Lis/lcs/lcis

1. Longest ascending subsequence

2. Longest common sub-sequence

For the two sequence x={x1,x2,x3...xi ...},y={y1,y2,y3 ...}

3. Longest ascending common sub-sequence

The following is an O (n^2) algorithm Rujia the longest public ascending subsequence (LCIs)

Preparatory knowledge: The basic idea of dynamic programming, Lcs,lis.

Problem: String A, String B, LCIs of A and B (the longest public ascending subsequence).

First we can see that this problem has quite a lot of overlapping sub-problems. So we thought of doing it with DP. What is DP's primary task? Define the state.

The definition state F[i][j] represents the length of the LCIs, which is the end of the first I-character B-string of a string upper with the b[j].

Why is this not the other State definition? The most important reason is that I only have this, and another reason is that I know this definition can get squared algorithm. And the reason I'm just going to do this is that the state definition is too good to be useful. I'll say that later.

Let's take a look at this state.
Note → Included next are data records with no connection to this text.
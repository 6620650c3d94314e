use askama::Template;
use axum::extract::{Multipart, Path, State};
use axum::http::{header, StatusCode};
use axum::response::{AppendHeaders, IntoResponse, Redirect, Response};
use axum::routing::{get, post};
use axum::{Json, Router};
use serde_json::json;

use crate::db::models::{Category, NewPost, PostUpdate};
use crate::error::{AppError, AppResult};
use crate::extractors::{CurrentUser, MaybeUser, ViewerId};
use crate::flash::{self, Flash, IncomingFlash};
use crate::messages;
use crate::posts::{self, Actor, Deletion, InteractionError};
use crate::routes::upload::{store_image, MultipartForm};
use crate::routes::views::{render, Layout, PostCard};
use crate::state::AppState;
use crate::storage::POST_IMAGES;

/// A category choice in the composer and editor.
pub struct CategoryOption {
    pub value: &'static str,
    pub emoji: &'static str,
    pub selected: bool,
}

fn category_options(selected: &str) -> Vec<CategoryOption> {
    Category::ALL
        .into_iter()
        .map(|c| CategoryOption {
            value: c.as_str(),
            emoji: c.emoji(),
            selected: c.as_str() == selected.trim(),
        })
        .collect()
}

#[derive(Template)]
#[template(path = "pages/create.html")]
pub struct CreateTemplate {
    pub layout: Layout,
    pub content: String,
    pub categories: Vec<CategoryOption>,
    pub max_chars: usize,
    pub error: Option<String>,
}

#[derive(Template)]
#[template(path = "pages/edit.html")]
pub struct EditTemplate {
    pub layout: Layout,
    pub post_id: String,
    pub content: String,
    pub image_url: Option<String>,
    pub categories: Vec<CategoryOption>,
    pub max_chars: usize,
    pub error: Option<String>,
}

#[derive(Template)]
#[template(path = "pages/post.html")]
pub struct PostTemplate {
    pub layout: Layout,
    pub card: PostCard,
}

pub fn router() -> Router<AppState> {
    Router::new()
        .route("/create", get(create_page).post(create))
        .route("/edit/{id}", get(edit_page).post(edit))
        .route("/post/{id}", get(show))
        .route("/post/{id}/delete", post(delete))
        .route("/post/{id}/like", post(like))
        .route("/post/{id}/save", post(save))
        .route("/post/{id}/view", post(view))
}

fn json_failure(status: StatusCode, message: &str) -> Response {
    (status, Json(json!({ "error": message }))).into_response()
}

// -- Composer --

fn composer(
    flash: &IncomingFlash,
    user: &CurrentUser,
    content: &str,
    category: &str,
    error: Option<&str>,
) -> Response {
    render(
        flash,
        CreateTemplate {
            layout: Layout::new("خاطرة جديدة", Some(user), flash),
            content: content.to_string(),
            categories: category_options(category),
            max_chars: posts::draft::MAX_CONTENT_CHARS,
            error: error.map(str::to_string),
        },
    )
}

/// GET /create
async fn create_page(user: CurrentUser, flash: IncomingFlash) -> Response {
    composer(&flash, &user, "", "", None)
}

/// POST /create
async fn create(
    State(state): State<AppState>,
    user: CurrentUser,
    flash: IncomingFlash,
    multipart: Multipart,
) -> AppResult<Response> {
    let form = MultipartForm::read(multipart).await?;
    let (content, category) = (form.text("content"), form.text("category"));

    let draft = match posts::compose(content, category) {
        Ok(draft) => draft,
        Err(e) => return Ok(composer(&flash, &user, content, category, Some(e.message()))),
    };

    let image_url = match form.file("image") {
        Some(image) => {
            if let Err(e) = image.validate() {
                return Ok(composer(&flash, &user, content, category, Some(e.message())));
            }
            match store_image(state.store.as_ref(), POST_IMAGES, Some("posts"), &user.id, image)
                .await
            {
                Ok(url) => Some(url),
                Err(e) => {
                    tracing::error!(user_id = %user.id, "Post image upload failed: {}", e);
                    return Ok(composer(
                        &flash,
                        &user,
                        content,
                        category,
                        Some(messages::IMAGE_UPLOAD_FAILED),
                    ));
                }
            }
        }
        None => None,
    };

    let new_post = NewPost {
        user_id: user.id.clone(),
        content: draft.content,
        category: draft.category,
        image_url,
    };
    match state.repo.insert_post(&new_post).await {
        Ok(post) => {
            tracing::info!(post_id = %post.id, user_id = %user.id, "Post published");
            Ok(flash::redirect("/", Flash::success(messages::POST_PUBLISHED)))
        }
        Err(e) => {
            tracing::error!(user_id = %user.id, "Post insert failed: {}", e);
            Ok(composer(
                &flash,
                &user,
                content,
                category,
                Some(messages::POST_PUBLISH_FAILED),
            ))
        }
    }
}

// -- Editor --

/// GET /edit/{id}
async fn edit_page(
    State(state): State<AppState>,
    MaybeUser(user): MaybeUser,
    flash: IncomingFlash,
    Path(id): Path<String>,
) -> AppResult<Response> {
    let Some(user) = user else {
        return Ok(Redirect::to("/auth/login").into_response());
    };
    let post = state.repo.get_post(&id).await?.ok_or(AppError::NotFound)?;
    let actor = Actor {
        id: &user.id,
        is_owner: user.is_owner,
    };
    if !actor.can_edit(&post) {
        return Ok(flash::redirect(
            "/unauthorized",
            Flash::error(messages::NO_EDIT_PERMISSION),
        ));
    }

    Ok(render(
        &flash,
        EditTemplate {
            layout: Layout::new("تعديل الخاطرة", Some(&user), &flash),
            post_id: post.id,
            content: post.content,
            image_url: post.image_url,
            categories: category_options(post.category.as_deref().unwrap_or("")),
            max_chars: posts::draft::MAX_CONTENT_CHARS,
            error: None,
        },
    ))
}

/// POST /edit/{id}
async fn edit(
    State(state): State<AppState>,
    MaybeUser(user): MaybeUser,
    flash: IncomingFlash,
    Path(id): Path<String>,
    multipart: Multipart,
) -> AppResult<Response> {
    let Some(user) = user else {
        return Ok(Redirect::to("/auth/login").into_response());
    };
    let post = state.repo.get_post(&id).await?.ok_or(AppError::NotFound)?;
    let actor = Actor {
        id: &user.id,
        is_owner: user.is_owner,
    };
    if !actor.can_edit(&post) {
        return Ok(flash::redirect(
            "/unauthorized",
            Flash::error(messages::NO_EDIT_PERMISSION),
        ));
    }

    let form = MultipartForm::read(multipart).await?;
    let (content, category) = (form.text("content"), form.text("category"));
    let rerender = |error: &str| {
        render(
            &flash,
            EditTemplate {
                layout: Layout::new("تعديل الخاطرة", Some(&user), &flash),
                post_id: post.id.clone(),
                content: content.to_string(),
                image_url: post.image_url.clone(),
                categories: category_options(category),
                max_chars: posts::draft::MAX_CONTENT_CHARS,
                error: Some(error.to_string()),
            },
        )
    };

    let (content, category) = match posts::revise(content, category) {
        Ok(valid) => valid,
        Err(e) => return Ok(rerender(e.message())),
    };

    let image_url = match form.file("image") {
        Some(image) => {
            if let Err(e) = image.validate() {
                return Ok(rerender(e.message()));
            }
            match store_image(state.store.as_ref(), POST_IMAGES, Some("posts"), &user.id, image)
                .await
            {
                Ok(url) => Some(url),
                Err(e) => {
                    tracing::error!(post_id = %post.id, "Post image upload failed: {}", e);
                    return Ok(rerender(messages::IMAGE_UPLOAD_FAILED));
                }
            }
        }
        None if form.checked("remove_image") => None,
        None => post.image_url.clone(),
    };

    let update = PostUpdate {
        content,
        category,
        image_url,
    };
    match state.repo.update_post(&post.id, &update).await {
        Ok(()) => Ok(flash::redirect(
            &format!("/post/{}", post.id),
            Flash::success(messages::POST_UPDATED),
        )),
        Err(e) => {
            tracing::error!(post_id = %post.id, "Post update failed: {}", e);
            Ok(rerender(messages::POST_UPDATE_FAILED))
        }
    }
}

// -- Single post --

/// GET /post/{id}
async fn show(
    State(state): State<AppState>,
    MaybeUser(user): MaybeUser,
    viewer: ViewerId,
    flash: IncomingFlash,
    Path(id): Path<String>,
) -> AppResult<Response> {
    let repo = state.repo.as_ref();
    let mut post = repo.get_post(&id).await?.ok_or(AppError::NotFound)?;

    match repo.record_view(&viewer.id, &post.id).await {
        Ok(true) => post.views_count += 1,
        Ok(false) => {}
        Err(e) => tracing::warn!(post_id = %post.id, "View not recorded: {}", e),
    }

    let (liked, saved) = match &user {
        Some(u) => (
            repo.is_liked(&u.id, &post.id).await?,
            repo.is_saved(&u.id, &post.id).await?,
        ),
        None => (false, false),
    };

    let card = PostCard::new(
        &post,
        user.as_ref(),
        liked,
        saved,
        &state.config.auth.site_url,
    );
    let page = render(
        &flash,
        PostTemplate {
            layout: Layout::new("خاطرة", user.as_ref(), &flash),
            card,
        },
    );

    if viewer.fresh {
        return Ok((AppendHeaders([(header::SET_COOKIE, viewer.cookie())]), page).into_response());
    }
    Ok(page)
}

/// POST /post/{id}/delete
async fn delete(
    State(state): State<AppState>,
    MaybeUser(user): MaybeUser,
    Path(id): Path<String>,
) -> Response {
    let Some(user) = user else {
        return Redirect::to("/auth/login").into_response();
    };
    let actor = Actor {
        id: &user.id,
        is_owner: user.is_owner,
    };

    match posts::delete_post(state.repo.as_ref(), actor, &id).await {
        Ok(Deletion::ByAuthor) => flash::redirect("/", Flash::success(messages::POST_DELETED)),
        Ok(Deletion::ByModerator) => {
            flash::redirect("/", Flash::success(messages::POST_DELETED_AS_MODERATOR))
        }
        Err(InteractionError::NotFound) => AppError::NotFound.into_response(),
        Err(InteractionError::Forbidden) => flash::redirect(
            &format!("/post/{id}"),
            Flash::error(messages::NO_DELETE_PERMISSION),
        ),
        Err(InteractionError::Repository(e)) => {
            tracing::error!(post_id = %id, "Post delete failed: {}", e);
            flash::redirect(
                &format!("/post/{id}"),
                Flash::error(messages::POST_DELETE_FAILED),
            )
        }
    }
}

// -- JSON interactions --

/// POST /post/{id}/like
async fn like(
    State(state): State<AppState>,
    MaybeUser(user): MaybeUser,
    Path(id): Path<String>,
) -> AppResult<Response> {
    let user = user.ok_or(AppError::LoginRequired(messages::LOGIN_TO_LIKE))?;
    Ok(
        match posts::toggle_like(state.repo.as_ref(), &user.id, &id).await {
            Ok(like) => Json(like).into_response(),
            Err(InteractionError::NotFound) => {
                json_failure(StatusCode::NOT_FOUND, messages::NOT_FOUND)
            }
            Err(e) => {
                tracing::error!(post_id = %id, "Like failed: {}", e);
                json_failure(StatusCode::INTERNAL_SERVER_ERROR, messages::LIKE_FAILED)
            }
        },
    )
}

/// POST /post/{id}/save
async fn save(
    State(state): State<AppState>,
    MaybeUser(user): MaybeUser,
    Path(id): Path<String>,
) -> AppResult<Response> {
    let user = user.ok_or(AppError::LoginRequired(messages::LOGIN_TO_SAVE))?;
    Ok(
        match posts::toggle_save(state.repo.as_ref(), &user.id, &id).await {
            Ok(outcome) => Json(json!({
                "saved": outcome.saved,
                "message": if outcome.saved { messages::SAVED } else { messages::UNSAVED },
            }))
            .into_response(),
            Err(InteractionError::NotFound) => {
                json_failure(StatusCode::NOT_FOUND, messages::NOT_FOUND)
            }
            Err(e) => {
                tracing::error!(post_id = %id, "Save failed: {}", e);
                json_failure(StatusCode::INTERNAL_SERVER_ERROR, messages::SAVE_FAILED)
            }
        },
    )
}

/// POST /post/{id}/view
async fn view(
    State(state): State<AppState>,
    viewer: ViewerId,
    Path(id): Path<String>,
) -> AppResult<Response> {
    let counted = state.repo.record_view(&viewer.id, &id).await?;
    let body = Json(json!({ "counted": counted }));
    if viewer.fresh {
        return Ok((AppendHeaders([(header::SET_COOKIE, viewer.cookie())]), body).into_response());
    }
    Ok(body.into_response())
}

#[cfg(test)]
mod tests {
    use super::*;

    #[test]
    fn category_options_mark_the_selection() {
        let options = category_options("حزين");
        assert_eq!(options.len(), 7);
        assert_eq!(options.iter().filter(|o| o.selected).count(), 1);
        assert!(options.iter().any(|o| o.value == "وطني"));
        assert!(category_options("").iter().all(|o| !o.selected));
    }
}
It may seem a bit tricky to think about what states this state can move to, and if you reverse the mindset, it's much easier to look at what states the optimal values of this state depend on. What state does this state depend on?

First, there are f[i][j]=f[i-1][j] in a[i]!=b[j]. Why is it? Because F[i][j] is the end of b[j] LCIs, if F[i][j]>0 then explain a[1]. A[i] must have a character a[k] equals b[j] (if f[i][j] equals 0? There is no effect on the value of the assignment). Because A[k]!=a[i], then A[i] did not contribute to f[i][j, so we do not consider it can still derive f[i][j] the optimal value. So in the case of a[i]!=b[j] there must be f[i][j]=f[i-1][j]. This point refers to the processing method of LCS.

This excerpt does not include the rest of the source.